> **Records from a data source**:
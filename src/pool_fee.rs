//naming: pool_fee to distinguish from the fee paid to whatever host executes the pool

use borsh::{BorshDeserialize, BorshSerialize};
use rust_decimal::{prelude::ToPrimitive, Decimal};

use crate::{
    error::PoolError,
    fixed_point::{ONE, U256},
    invariant::{AmountT, Invariant, InvariantResult},
};

//fee rates are stored with a resolution of 10^-10
pub const FEE_DECIMALS: u32 = 10;
pub const FEE_DENOMINATOR: u64 = 10_000_000_000;
//0.5 basis points
pub const MIN_FEE: u64 = 500_000;
pub const MAX_FEE: u64 = FEE_DENOMINATOR;
const FEE_GAMMA_DECIMALS: u32 = 18;

pub type FeeT = u64;

#[derive(BorshSerialize, BorshDeserialize, Debug, Clone, Copy, PartialEq, Eq)]
pub struct PoolFees {
    //invariant: MIN_FEE <= mid_fee <= out_fee <= MAX_FEE
    mid_fee: FeeT,
    out_fee: FeeT,
    //0 < fee_gamma <= 1e18
    fee_gamma: u128,
}

fn decimal_to_fixed(value: Decimal, decimals: u32) -> Result<u128, PoolError> {
    if value.is_sign_negative() {
        return Err(PoolError::InvalidFeeInput);
    }
    let scaled = value * Decimal::from(10u64.pow(decimals));
    if scaled.fract() != Decimal::ZERO {
        //digits beyond what we can represent internally have to be zero
        return Err(PoolError::InvalidFeeInput);
    }
    scaled.to_u128().ok_or(PoolError::InvalidFeeInput)
}

impl PoolFees {
    /// mid_fee/out_fee in units of 1/FEE_DENOMINATOR, fee_gamma in 1e18 fixed point.
    pub fn new(mid_fee: FeeT, out_fee: FeeT, fee_gamma: u128) -> Result<Self, PoolError> {
        if mid_fee < MIN_FEE || mid_fee > out_fee || out_fee > MAX_FEE {
            return Err(PoolError::InvalidFeeInput);
        }
        if fee_gamma == 0 || fee_gamma > ONE.as_u128() {
            return Err(PoolError::InvalidFeeInput);
        }
        Ok(Self {
            mid_fee,
            out_fee,
            fee_gamma,
        })
    }

    /// e.g. `from_decimals(dec!(0.0004), dec!(0.004), dec!(0.01))`
    pub fn from_decimals(mid_fee: Decimal, out_fee: Decimal, fee_gamma: Decimal) -> Result<Self, PoolError> {
        let to_fee = |value| -> Result<FeeT, PoolError> {
            let fee = decimal_to_fixed(value, FEE_DECIMALS)?;
            if fee > MAX_FEE as u128 {
                return Err(PoolError::InvalidFeeInput);
            }
            Ok(fee as FeeT)
        };
        Self::new(
            to_fee(mid_fee)?,
            to_fee(out_fee)?,
            decimal_to_fixed(fee_gamma, FEE_GAMMA_DECIMALS)?,
        )
    }

    pub fn mid_fee(&self) -> FeeT {
        self.mid_fee
    }

    pub fn out_fee(&self) -> FeeT {
        self.out_fee
    }

    pub fn fee_gamma(&self) -> u128 {
        self.fee_gamma
    }

    /// Fee rate (in units of 1/FEE_DENOMINATOR) for the given normalized balances: mid_fee when
    /// perfectly balanced, approaching out_fee the more imbalanced they are.
    pub fn fee<const TOKEN_COUNT: usize>(&self, balances: &[AmountT; TOKEN_COUNT]) -> InvariantResult<U256> {
        let f = Invariant::<TOKEN_COUNT>::reduction_coefficient(balances, U256::from(self.fee_gamma))?;
        Ok((U256::from(self.mid_fee) * f + U256::from(self.out_fee) * (ONE - f)) / ONE)
    }

    pub fn apply(fee_rate: U256, amount: AmountT) -> AmountT {
        fee_rate * amount / FEE_DENOMINATOR
    }
}

#[cfg(test)]
mod tests {
    use super::*;
    use rust_decimal_macros::dec;

    fn default_fees() -> PoolFees {
        PoolFees::from_decimals(dec!(0.0004), dec!(0.004), dec!(0.01)).unwrap()
    }

    #[test]
    fn from_decimals() {
        let fees = default_fees();
        assert_eq!(fees.mid_fee(), 4_000_000);
        assert_eq!(fees.out_fee(), 40_000_000);
        assert_eq!(fees.fee_gamma(), 10_000_000_000_000_000);
    }

    #[test]
    fn invalid_fees() {
        //below minimum
        assert_eq!(PoolFees::new(MIN_FEE - 1, 40_000_000, 1), Err(PoolError::InvalidFeeInput));
        //mid above out
        assert_eq!(PoolFees::new(50_000_000, 40_000_000, 1), Err(PoolError::InvalidFeeInput));
        //100 % or more
        assert_eq!(PoolFees::new(MIN_FEE, MAX_FEE + 1, 1), Err(PoolError::InvalidFeeInput));
        assert_eq!(PoolFees::new(MIN_FEE, MIN_FEE, 0), Err(PoolError::InvalidFeeInput));
        //finer than representable
        assert_eq!(
            PoolFees::from_decimals(dec!(0.00040000000001), dec!(0.004), dec!(0.01)),
            Err(PoolError::InvalidFeeInput)
        );
        assert_eq!(
            PoolFees::from_decimals(dec!(-0.0004), dec!(0.004), dec!(0.01)),
            Err(PoolError::InvalidFeeInput)
        );
    }

    #[test]
    fn balanced_pays_mid_fee() {
        let fees = default_fees();
        let balances = [ONE * 1000; 3];
        assert_eq!(fees.fee(&balances).unwrap(), U256::from(fees.mid_fee()));
    }

    #[test]
    fn fee_rises_with_imbalance() {
        let fees = default_fees();
        let slightly = fees.fee(&[ONE * 1000, ONE * 900, ONE * 1100]).unwrap();
        let heavily = fees.fee(&[ONE * 1000, ONE * 100, ONE * 3000]).unwrap();
        assert!(slightly > U256::from(fees.mid_fee()));
        assert!(heavily > slightly);
        assert!(heavily <= U256::from(fees.out_fee()));
    }

    #[test]
    fn fee_gamma_controls_sharpness() {
        let balances = [ONE * 1000, ONE * 900, ONE * 1100];
        let sharp = PoolFees::from_decimals(dec!(0.0004), dec!(0.004), dec!(0.001)).unwrap();
        let wide = PoolFees::from_decimals(dec!(0.0004), dec!(0.004), dec!(0.1)).unwrap();
        assert!(sharp.fee(&balances).unwrap() > wide.fee(&balances).unwrap());
    }

    #[test]
    fn apply_fee() {
        //0.04 % of 1e18
        assert_eq!(PoolFees::apply(4_000_000.into(), ONE), U256::from(400_000_000_000_000u64));
    }
}
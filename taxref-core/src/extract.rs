//! Structural extractor — parses one README into title, description and
//! bulleted subsections.
//!
//! The extractor understands a narrow structural subset of markdown, which
//! is all the taxonomy READMEs use: one H1 title, a leading paragraph, and
//! H3 subsections whose content is dash-bulleted lines. It is not a
//! markdown parser.

use regex::Regex;

use crate::error::CoreError;

/// Structured content of one README.
#[derive(Debug, Clone, PartialEq, Eq, Default)]
pub struct ExtractedDocument {
    /// Content of the first H1 line; empty when the file has none.
    pub title: String,
    /// First paragraph after the title, joined with single spaces.
    pub description: String,
    /// H3 groups in file order, each with its bullet items in file order.
    pub subsections: Vec<Subsection>,
}

/// One H3 group and its bullet items.
#[derive(Debug, Clone, PartialEq, Eq)]
pub struct Subsection {
    pub title: String,
    pub items: Vec<String>,
}

/// README extractor with precompiled item-cleanup patterns.
///
/// Create once with [`Extractor::new`] and reuse.
pub struct Extractor {
    /// `→ explanation` suffix on a bullet item.
    arrow: Regex,
    /// Markdown link, collapsed to its label.
    link: Regex,
}

impl Extractor {
    pub fn new() -> Result<Self, CoreError> {
        Ok(Extractor {
            arrow: Regex::new(r"\s*→.*$")?,
            link: Regex::new(r"\[([^\]]+)\]\([^)]+\)")?,
        })
    }

    /// Extract the structured content of one README. Pure.
    pub fn extract(&self, content: &str) -> ExtractedDocument {
        let lines: Vec<&str> = content.trim().lines().collect();
        ExtractedDocument {
            title: extract_title(&lines),
            description: extract_description(&lines),
            subsections: self.extract_subsections(&lines),
        }
    }

    fn extract_subsections(&self, lines: &[&str]) -> Vec<Subsection> {
        let mut subsections = Vec::new();
        let mut current: Option<Subsection> = None;

        for line in lines {
            if let Some(title) = line.strip_prefix("### ") {
                if let Some(done) = current.take() {
                    subsections.push(done);
                }
                current = Some(Subsection {
                    title: title.trim().to_string(),
                    items: Vec::new(),
                });
            } else if let Some(open) = current.as_mut() {
                if let Some(raw) = line.trim().strip_prefix("- ") {
                    let item = self.clean_item(raw);
                    if !item.is_empty() {
                        open.items.push(item);
                    }
                }
            }
        }

        if let Some(done) = current.take() {
            subsections.push(done);
        }
        subsections
    }

    /// Strip the arrow suffix, collapse `[label](url)` to `label`, trim.
    fn clean_item(&self, raw: &str) -> String {
        let without_arrow = self.arrow.replace(raw, "");
        let without_links = self.link.replace_all(&without_arrow, "$1");
        without_links.trim().to_string()
    }
}

fn extract_title(lines: &[&str]) -> String {
    lines
        .iter()
        .find_map(|line| line.strip_prefix("# "))
        .map(|title| title.trim().to_string())
        .unwrap_or_default()
}

fn extract_description(lines: &[&str]) -> String {
    let mut in_description = false;
    let mut collected: Vec<&str> = Vec::new();

    for line in lines {
        if line.starts_with("# ") {
            in_description = true;
            continue;
        }
        if !in_description {
            continue;
        }
        if line.trim().is_empty() {
            // Blank lines between the title and the first paragraph are
            // tolerated; the first blank after collected text ends it.
            if collected.is_empty() {
                continue;
            }
            break;
        }
        if line.starts_with('#') {
            break;
        }
        collected.push(line.trim());
    }

    collected.join(" ")
}

// ---------------------------------------------------------------------------
// Tests
// ---------------------------------------------------------------------------
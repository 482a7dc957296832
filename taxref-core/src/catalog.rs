//! Section catalog — the fixed, ordered mapping from taxonomy directories
//! to display titles, plus README location.
//!
//! # Layout
//!
//! ```text
//! <root>/architecture-general/
//!   01-enterprise-strategic-architecture/README.md
//!   02-application-software-architecture/README.md
//!   ...
//!   10-practicality-taxonomy/architecture_taxonomy_reference.md  (target)
//! ```
//!
//! Catalog order is load-bearing: it fixes the order of the table of
//! contents and of the rendered section bodies.

use std::io::ErrorKind;
use std::path::{Path, PathBuf};

use crate::error::{io_err, CoreError};

/// Directory holding all taxonomy section directories, relative to the
/// project root.
pub const CONTENT_DIR: &str = "architecture-general";

/// Directory of the aggregated reference, relative to [`CONTENT_DIR`].
pub const REFERENCE_DIR: &str = "10-practicality-taxonomy";

/// File name of the aggregated reference document.
pub const REFERENCE_FILE: &str = "architecture_taxonomy_reference.md";

/// How a section's body block is produced.
#[derive(Debug, Clone, Copy, PartialEq, Eq)]
pub enum BodyKind {
    /// Body is generated from the section's README.
    Generated,
    /// Body is a hand-curated block carried in the renderer's templates;
    /// the README still feeds the table of contents.
    Curated,
}

/// One taxonomy section: a directory under [`CONTENT_DIR`] and the display
/// title it is rendered under.
#[derive(Debug, Clone, Copy, PartialEq, Eq)]
pub struct SectionSource {
    pub dir_name: &'static str,
    pub title: &'static str,
    pub body: BodyKind,
}

const SECTIONS: &[SectionSource] = &[
    SectionSource {
        dir_name: "01-enterprise-strategic-architecture",
        title: "1. Enterprise & Strategic Architecture",
        body: BodyKind::Generated,
    },
    SectionSource {
        dir_name: "02-application-software-architecture",
        title: "2. Application & Software Architecture",
        body: BodyKind::Generated,
    },
    SectionSource {
        dir_name: "03-integration-communication-architecture",
        title: "3. Integration & Communication Architecture",
        body: BodyKind::Generated,
    },
    SectionSource {
        dir_name: "04-data-analytics-ai-architecture",
        title: "4. Data, Analytics & AI Architecture",
        body: BodyKind::Generated,
    },
    SectionSource {
        dir_name: "05-cloud-infrastructure-platform-architecture",
        title: "5. Cloud, Infrastructure & Platform Architecture",
        body: BodyKind::Generated,
    },
    SectionSource {
        dir_name: "06-security-architecture",
        title: "6. Security Architecture (Cross-Cutting)",
        body: BodyKind::Generated,
    },
    SectionSource {
        dir_name: "07-reliability-performance-operations",
        title: "7. Reliability, Performance & Operations",
        body: BodyKind::Generated,
    },
    SectionSource {
        dir_name: "08-devops-delivery-runtime-architecture",
        title: "8. DevOps, Delivery & Runtime Architecture",
        body: BodyKind::Generated,
    },
    SectionSource {
        dir_name: "09-industry-specialized-architectures",
        title: "9. Industry & Specialized Architectures",
        body: BodyKind::Generated,
    },
    SectionSource {
        dir_name: "10-practicality-taxonomy",
        title: "10. Practicality Taxonomy (Abstraction Levels)",
        body: BodyKind::Curated,
    },
    SectionSource {
        dir_name: "11-architectural-qualities",
        title: "11. Architectural Qualities (Non-Functional)",
        body: BodyKind::Curated,
    },
];

/// All catalog sections in rendering order.
pub fn sections() -> &'static [SectionSource] {
    SECTIONS
}

/// `<root>/architecture-general/` — pure, no I/O.
pub fn content_dir_at(root: &Path) -> PathBuf {
    root.join(CONTENT_DIR)
}

/// `<root>/architecture-general/<dir_name>/` — pure, no I/O.
pub fn section_dir_at(root: &Path, source: &SectionSource) -> PathBuf {
    content_dir_at(root).join(source.dir_name)
}

/// Path of the aggregated reference document — pure, no I/O.
pub fn reference_path_at(root: &Path) -> PathBuf {
    content_dir_at(root).join(REFERENCE_DIR).join(REFERENCE_FILE)
}

/// Read the README of one section, rooted at `root`.
///
/// Returns `Ok(None)` when the README (or its directory) does not exist;
/// downstream stages skip such sections silently. Any other I/O failure
/// propagates as [`CoreError::Io`].
pub fn read_section_readme_at(
    root: &Path,
    source: &SectionSource,
) -> Result<Option<String>, CoreError> {
    let path = section_dir_at(root, source).join("README.md");
    match std::fs::read_to_string(&path) {
        Ok(content) => Ok(Some(content)),
        Err(err) if err.kind() == ErrorKind::NotFound => Ok(None),
        Err(err) => Err(io_err(path, err)),
    }
}

// ---------------------------------------------------------------------------
// Tests
// ---------------------------------------------------------------------------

> **Goal of the exercise**:
Please print exactly what appears from the first line of the data through the line with "pub const FEE_DECIMALS: u32 = 10;", including both of those lines and nothing past them.

> **Worked solution**:
filename src/pool_fee.rs
//naming: pool_fee to distinguish from the fee paid to whatever host executes the pool

use borsh::{BorshDeserialize, BorshSerialize};
use rust_decimal::{prelude::ToPrimitive, Decimal};

use crate::{
    error::PoolError,
    fixed_point::{ONE, U256},
    invariant::{AmountT, Invariant, InvariantResult},
};

//fee rates are stored with a resolution of 10^-10
pub const FEE_DECIMALS: u32 = 10;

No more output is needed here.